4.67g of calcium reacts with 43.7g of oxygen gas. What is the limiting reactant and the excess reactant. How much of the excess reactant will be left over in grams?
I showed you how to do this in the other problem. This is not a homework site that does all of your homework for you or even practice problems. Just follow how I did the other one to do this one. Post your work if you want me to check it.
The reaction is this.
2Ca + O2 ==> 2CaO
To determine the limiting reactant and the excess reactant, we need to compare the reactants' stoichiometry with the given amounts.
First, we need to write the balanced chemical equation for the reaction between calcium and oxygen:
2Ca + O2 -> 2CaO
From the equation, we can see that the stoichiometric ratio of calcium to oxygen is 2:1. So, for every 2 moles of calcium, we need 1 mole of oxygen.
Next, let's calculate the number of moles of calcium and oxygen using their respective masses and molar masses:
Molar mass of calcium (Ca) = 40.08 g/mol
Molar mass of oxygen (O2) = 32.00 g/mol
Number of moles of calcium = mass of calcium / molar mass of calcium
= 4.67 g / 40.08 g/mol
= 0.1163 mol
Number of moles of oxygen = mass of oxygen / molar mass of oxygen
= 43.7 g / 32.00 g/mol
= 1.3656 mol
Now, we can determine the limiting reactant.
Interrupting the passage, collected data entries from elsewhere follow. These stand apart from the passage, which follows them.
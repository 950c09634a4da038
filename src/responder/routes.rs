// SPDX-License-Identifier: MPL-2.0
//
// Stjärnvakt
//
//   This Source Code Form is subject to the terms of the Mozilla Public
//   License, v. 2.0. If a copy of the MPL was not distributed with this file,
//   You can obtain one at https://mozilla.org/MPL/2.0/.

use std::collections::HashSet;

use poem::error::InternalServerError;
use poem::http::StatusCode;
use poem::web::{Data, Html, Json, Query};
use poem::{handler, IntoResponse, Request};
use serde::{Deserialize, Serialize};
use tera::Tera;
use time::OffsetDateTime;

use super::context::{IndexContext, INDEX_CONFIG, INDEX_ENVIRONMENT};
use crate::feed::manager::{self, STORE};
use crate::feed::record::AlertRecord;
use crate::plot;
use crate::query;
use crate::APP_CONF;

#[derive(Deserialize)]
pub(crate) struct SelectParams {
    id: String,
}

#[derive(Deserialize)]
pub(crate) struct VisualizationParams {
    #[serde(rename = "type")]
    kind: String,
    source: Option<String>,
}

#[derive(Serialize)]
pub(crate) struct MonitorState {
    monitoring: bool,
}

#[derive(Serialize)]
pub(crate) struct BurstScheduled {
    scheduled: u32,
}

#[derive(Serialize)]
pub(crate) struct Selected {
    selected: String,
}

#[derive(Serialize)]
pub(crate) struct VisualizationPayload {
    #[serde(rename = "type")]
    kind: plot::PlotKind,

    #[serde(skip_serializing_if = "Option::is_none")]
    source: Option<String>,

    data: plot::PlotSeries,
}

/// Filter parameters from the dashboard form. `kinds` may repeat (one value
/// per checked box) and each value may itself be a comma-separated list; the
/// bare `filter` marker distinguishes a submit with every box unchecked
/// (empty set, empty table) from a request carrying no filter at all
/// (`None`, every kind shown).
fn parse_filter_query(raw: &str) -> Option<HashSet<String>> {
    let mut kinds = HashSet::new();
    let mut filtered = false;

    for (key, value) in url::form_urlencoded::parse(raw.as_bytes()) {
        match &*key {
            "kinds" => {
                filtered = true;

                kinds.extend(
                    value
                        .split(',')
                        .map(str::trim)
                        .filter(|kind| !kind.is_empty())
                        .map(str::to_string),
                );
            }
            "filter" => filtered = true,
            _ => {}
        }
    }

    filtered.then_some(kinds)
}

#[handler]
pub(crate) async fn index(tera: Data<&Tera>, request: &Request) -> poem::Result<Html<String>> {
    let checked = parse_filter_query(request.uri().query().unwrap_or(""));

    // Notice acquire lock in a block to release it ASAP (ie. before template renders)
    let render = {
        let store = STORE.read();
        let context =
            IndexContext::build(&store, checked.as_ref(), &INDEX_CONFIG, &INDEX_ENVIRONMENT);

        tera.render(
            "index.tera",
            &tera::Context::from_serialize(context).map_err(InternalServerError)?,
        )
    };

    match render {
        Ok(page) => Ok(Html(page)),
        Err(err) => Err(InternalServerError(err)),
    }
}

#[handler]
pub(crate) async fn status_text() -> &'static str {
    if STORE.read().feed.monitoring() {
        "monitoring"
    } else {
        "paused"
    }
}

#[handler]
pub(crate) async fn alerts() -> poem::Result<Json<Vec<AlertRecord>>> {
    let store = STORE.read();

    if let Some(ref message) = store.error {
        return Err(poem::Error::from_string(
            message.clone(),
            StatusCode::INTERNAL_SERVER_ERROR,
        ));
    }

    Ok(Json(store.feed.alerts().to_vec()))
}

#[handler]
pub(crate) async fn alerts_recent() -> poem::Result<Json<Vec<AlertRecord>>> {
    let store = STORE.read();

    if let Some(ref message) = store.error {
        return Err(poem::Error::from_string(
            message.clone(),
            StatusCode::INTERNAL_SERVER_ERROR,
        ));
    }

    let limit = APP_CONF.feed.recent_limit;

    Ok(Json(
        store.feed.alerts().iter().take(limit).cloned().collect(),
    ))
}

#[handler]
pub(crate) async fn alerts_select(Json(params): Json<SelectParams>) -> poem::Result<Json<Selected>> {
    if !STORE.write().feed.select(&params.id) {
        return Err(poem::Error::from_string(
            format!("no alert with id: {}", params.id),
            StatusCode::NOT_FOUND,
        ));
    }

    Ok(Json(Selected {
        selected: params.id,
    }))
}

#[handler]
pub(crate) async fn alerts_simulate() -> impl IntoResponse {
    manager::simulate_burst();

    (
        StatusCode::ACCEPTED,
        Json(BurstScheduled {
            scheduled: APP_CONF.feed.burst_size,
        }),
    )
}

#[handler]
pub(crate) async fn monitor_start() -> Json<MonitorState> {
    manager::start_monitoring();

    Json(MonitorState { monitoring: true })
}

#[handler]
pub(crate) async fn monitor_pause() -> Json<MonitorState> {
    manager::pause_monitoring();

    Json(MonitorState { monitoring: false })
}

#[handler]
pub(crate) async fn query_execute(
    Json(request): Json<query::QueryRequest>,
) -> poem::Result<Json<query::QueryResponse>> {
    tracing::debug!(
        "archive query for {:?} (radius {})",
        request.object_id,
        request.radius
    );

    let mut rng = rand::thread_rng();

    match query::execute(&request, &APP_CONF.query, &mut rng, OffsetDateTime::now_utc()) {
        Ok(response) => Ok(Json(response)),
        Err(err) => Err(poem::Error::from_string(
            err.to_string(),
            StatusCode::UNPROCESSABLE_ENTITY,
        )),
    }
}

#[handler]
pub(crate) async fn visualization(
    Query(params): Query<VisualizationParams>,
) -> poem::Result<Json<VisualizationPayload>> {
    let kind = plot::PlotKind::parse(&params.kind)
        .map_err(|err| poem::Error::from_string(err.to_string(), StatusCode::BAD_REQUEST))?;

    let mut rng = rand::thread_rng();

    Ok(Json(VisualizationPayload {
        kind,
        source: params.source,
        data: plot::generate(kind, &mut rng),
    }))
}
Since the stoichiometric ratio of calcium to oxygen is 2:1, we have 0.1163 mol of calcium and 1.3656 mol of oxygen. The ratio is approximately 1:12. Thus, we have an excess amount of oxygen.
To find out the excess amount of oxygen leftover, we can calculate the number of moles of oxygen that would be required to react completely with the given amount of calcium, based on the stoichiometric ratio:
Number of moles of oxygen required = 2 * number of moles of calcium
= 2 * 0.1163 mol
= 0.2326 mol
Excess moles of oxygen = number of moles of oxygen - number of moles of oxygen required
= 1.3656 mol - 0.2326 mol
= 1.133 mol
To find the mass of the excess reactant left over, we can use the molar mass of oxygen:
Mass of excess oxygen = excess moles of oxygen * molar mass of oxygen
= 1.133 mol * 32.00 g/mol
= 36.26 g
Therefore, the limiting reactant is calcium, and the excess reactant is oxygen. The amount of excess oxygen left over is 36.26 grams.